Inquietações contemporâneas
O Estado de São Paulo - Caderno de Cultura
Jaime Pinsky analisa situação ética e política do Brasil
Matéria sobre o livro O Brasil tem futuro?, de Jaime Pinsky
Pensar o Brasil é uma tarefa difícil. Nosso complexo País possui indicadores sociais extremamente preocupantes, com enorme concentração de renda, terra e capital. Ao mesmo tempo, consegue enviar um astronauta ao espaço, produz tecnologia para explorar petróleo em águas profundas, descreve a genética de uma praga que devastou laranjais, entre outras virtudes difundidas dentro e fora do território brasileiro. Esse conjunto de atividades demonstra capacidade em formar pessoal qualificado para desenvolver sofisticados sistemas técnicos. Porém, as mazelas são mais presentes nos noticiários das redes de comunicação de fora e de dentro do País.

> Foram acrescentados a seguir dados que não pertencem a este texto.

//! Copyright (C) 2026 Pedro Henrique / phkaiser13
//!
//! Entry point for the sidecar agent process. Three independent triggers
//! — a watch on the metadata record, a fallback timer, and SIGTERM — feed
//! a single `tokio::sync::Notify`, so overlapping wake-ups coalesce into
//! at most one queued follow-up sync rather than stacking concurrent
//! runs against the same staging directory. Shaped after
//! `operator::main`'s `tokio::join!` of a metrics server and a watch
//! loop, minus the `Controller` machinery this process doesn't need.
//!
//! SPDX-License-Identifier: Apache-2.0

mod credentials;
mod identity;
mod readiness;
mod sync_loop;

use futures::StreamExt;
use identity::AgentIdentity;
use kube::Client;
use readiness::{run_readiness_server, ReadinessGate};
use std::net::SocketAddr;
use std::sync::Arc;
use std::time::Duration;
use sync_loop::{SyncOutcome, SyncState};
use tokio::signal::unix::{signal, SignalKind};
use tokio::sync::Notify;
use tracing::{error, info, warn};
use tracing_subscriber::{layer::SubscriberExt, util::SubscriberInitExt, EnvFilter};

const DEFAULT_FALLBACK_SYNC_PERIOD_SECONDS: u64 = 30;
const GRACEFUL_SHUTDOWN_DEADLINE: Duration = Duration::from_secs(30);

fn init_telemetry() {
    let filter = EnvFilter::try_from_default_env().unwrap_or_else(|_| EnvFilter::new("info"));
    let fmt_layer = tracing_subscriber::fmt::layer().json();
    tracing_subscriber::registry().with(filter).with(fmt_layer).init();
}

#[tokio::main]
async fn main() -> anyhow::Result<()> {
    init_telemetry();
    info!("telemetry initialized");

    let identity = AgentIdentity::from_env()?;
    info!(pod = %identity.pod_name, gateway = %identity.gateway_name, "stoker-agent starting");

    let client = Client::try_default().await?;
    let gate = ReadinessGate::new();

    let readiness_addr: SocketAddr = identity.readiness_addr.parse()?;
    tokio::spawn(run_readiness_server(gate.clone(), readiness_addr));

    let trigger = Arc::new(Notify::new());

    let fallback_period = std::env::var("STOKER_FALLBACK_SYNC_PERIOD_SECONDS")
        .ok()
        .and_then(|v| v.parse().ok())
        .map(Duration::from_secs)
        .unwrap_or(Duration::from_secs(DEFAULT_FALLBACK_SYNC_PERIOD_SECONDS));
    tokio::spawn(run_fallback_timer(trigger.clone(), fallback_period));
    tokio::spawn(run_metadata_watch(
        client.clone(),
        identity.namespace.clone(),
        identity.gatewaysync_name.clone(),
        trigger.clone(),
    ));

    let mut sigterm = signal(SignalKind::terminate())?;
    let mut state = SyncState::default();

    info!("stoker-agent entering trigger loop");

    loop {
        tokio::select! {
            _ = trigger.notified() => {
                let selectors = identity::read_live_selectors(&identity.annotations_path);
                let sync_future = sync_loop::run_one(&client, &identity, &selectors, &mut state);
                tokio::pin!(sync_future);

                tokio::select! {
                    outcome = &mut sync_future => handle_outcome(outcome, &gate),
                    _ = sigterm.recv() => {
                        warn!("SIGTERM received mid-sync, waiting up to 30s for it to finish");
                        match tokio::time::timeout(GRACEFUL_SHUTDOWN_DEADLINE, sync_future).await {
                            Ok(outcome) => handle_outcome(outcome, &gate),
                            Err(_) => error!("sync did not finish within the shutdown deadline, exiting anyway"),
                        }
                        break;
                    }
                }
            }
            _ = sigterm.recv() => {
                info!("SIGTERM received, no sync in flight, shutting down immediately");
                break;
            }
        }
    }

    info!("stoker-agent shutting down");
    Ok(())
}

fn handle_outcome(outcome: SyncOutcome, gate: &ReadinessGate) {
    match outcome {
        SyncOutcome::Synced { result, first_sync } => {
            gate.mark_ready();
            info!(
                added = result.added,
                modified = result.modified,
                deleted = result.deleted,
                first_sync,
                "sync revolution complete"
            );
        }
        SyncOutcome::Skipped(reason) => info!(reason, "sync skipped"),
        SyncOutcome::Failed(message) => warn!(%message, "sync failed"),
    }
}

async fn run_fallback_timer(trigger: Arc<Notify>, period: Duration) {
    let mut ticker = tokio::time::interval(period);
    ticker.set_missed_tick_behavior(tokio::time::MissedTickBehavior::Delay);
    loop {
        ticker.tick().await;
        trigger.notify_one();
    }
}

/// Forwards every metadata-record watch event into the trigger channel.
/// A watch error is logged and the stream keeps running — `kube`'s
/// watcher already retries the underlying list/watch internally.
async fn run_metadata_watch(client: Client, namespace: String, gatewaysync_name: String, trigger: Arc<Notify>) {
    let mut stream = Box::pin(signaling::watch_metadata_record(client, &namespace, &gatewaysync_name));
    while let Some(event) = stream.next().await {
        match event {
            Ok(_) => trigger.notify_one(),
            Err(err) => warn!(%err, "metadata record watch error"),
        }
    }
}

Diversos qualificativos já foram agregados para definir o Brasil: desigual, injusto, multicultural. Outra marca comum às análises é a crença em um futuro promissor para os brasileiros, como se o País fora um gigante adormecido prestes a levantar e demonstrar sua capacidade aos pares.
O livro O Brasil Tem Futuro?, do historiador Jaime Pinsky, reúne textos publicados no Estado, na Folha de São Paulo e no Correio Brasiliense e retoma o debate sobre as perspectivas para o nosso País. Em linguagem direta, o autor transita entre temas que afetam o cotidiano e o imaginário da população brasileira. Inquieto, ele lança perguntas claras sobre o caráter de quem vive aqui, sobre o sistema educacional, sobre a cultura, e analisa a aplicação das leis. Longe de ser apenas uma reunião de idéias dispersas, risco comum a obras desse tipo, o livro indica um chamado aos brasileiros e às brasileiras: tomar as rédeas da nação a partir de uma mudança nas atitudes.
O que fazer, então, para tornar nossa sociedade menos desigual? Para Pinsky, "o amor ao País precisa ser declarado a cada dia, e mais do que declarado, provado. Práticas cidadãs não rimam com esperteza, com levar vantagem, com ser anti-republicano". Esse é o argumento central que percorre a obra.
A interpretação dos dois Brasis, difundida com a palavra Belíndia, uma mescla de Bélgica com Índia que se dispersa pelo território brasileiro, é recuperada pelo historiador com outro enfoque. Para o autor, a culpa da situação em que vivemos é sempre atribuída ao outro. Como funciona esse dualismo? Ele exemplifica, ao citar as elites e suas críticas ao "povinho" que não trabalha, mas, como ele mesmo lembra, "se mata de trabalhar por um salário irrisório". De outra parte, aponta as observações das camadas populares, que critica as elites pelas condições em que vivem sem considerarem a iniciativa de pequenos e médios empresários que sustentam a base do emprego no Brasil.
ÉTICA
Outro dualismo citado pelo autor é formado pelos "bobões, que não sabem o que estão falando", resultado de anos passivos frente à televisão e ao desestímulo à leitura, e "espertalhões, que sabem o que estão falando", mas não agregam princípios éticos às suas qualidades intelectuais.
As tristes condições em que vivemos nessa parte dos trópicos precisam ser alteradas. "Espertalhões" e elites com medo e "bobões" e pobres sem condições de vida decente não podem conviver por muito tempo sem que as tensões gerem desencanto, violência e confrontos. De nada valem os saltos tecnológicos que inspiram jovens em universidades públicas brasileiras a dedicarem-se a pesquisas sem uma alteração profunda na base social do Brasil. Nas palavras do autor, "é preciso alertar os bobões e neutralizar os espertalhões"...
Wagner Costa Ribeiro é geógrafo, autor de Patrimônio Ambiental Brasileiro, entre outros, e professor da Universidade de São Paulo.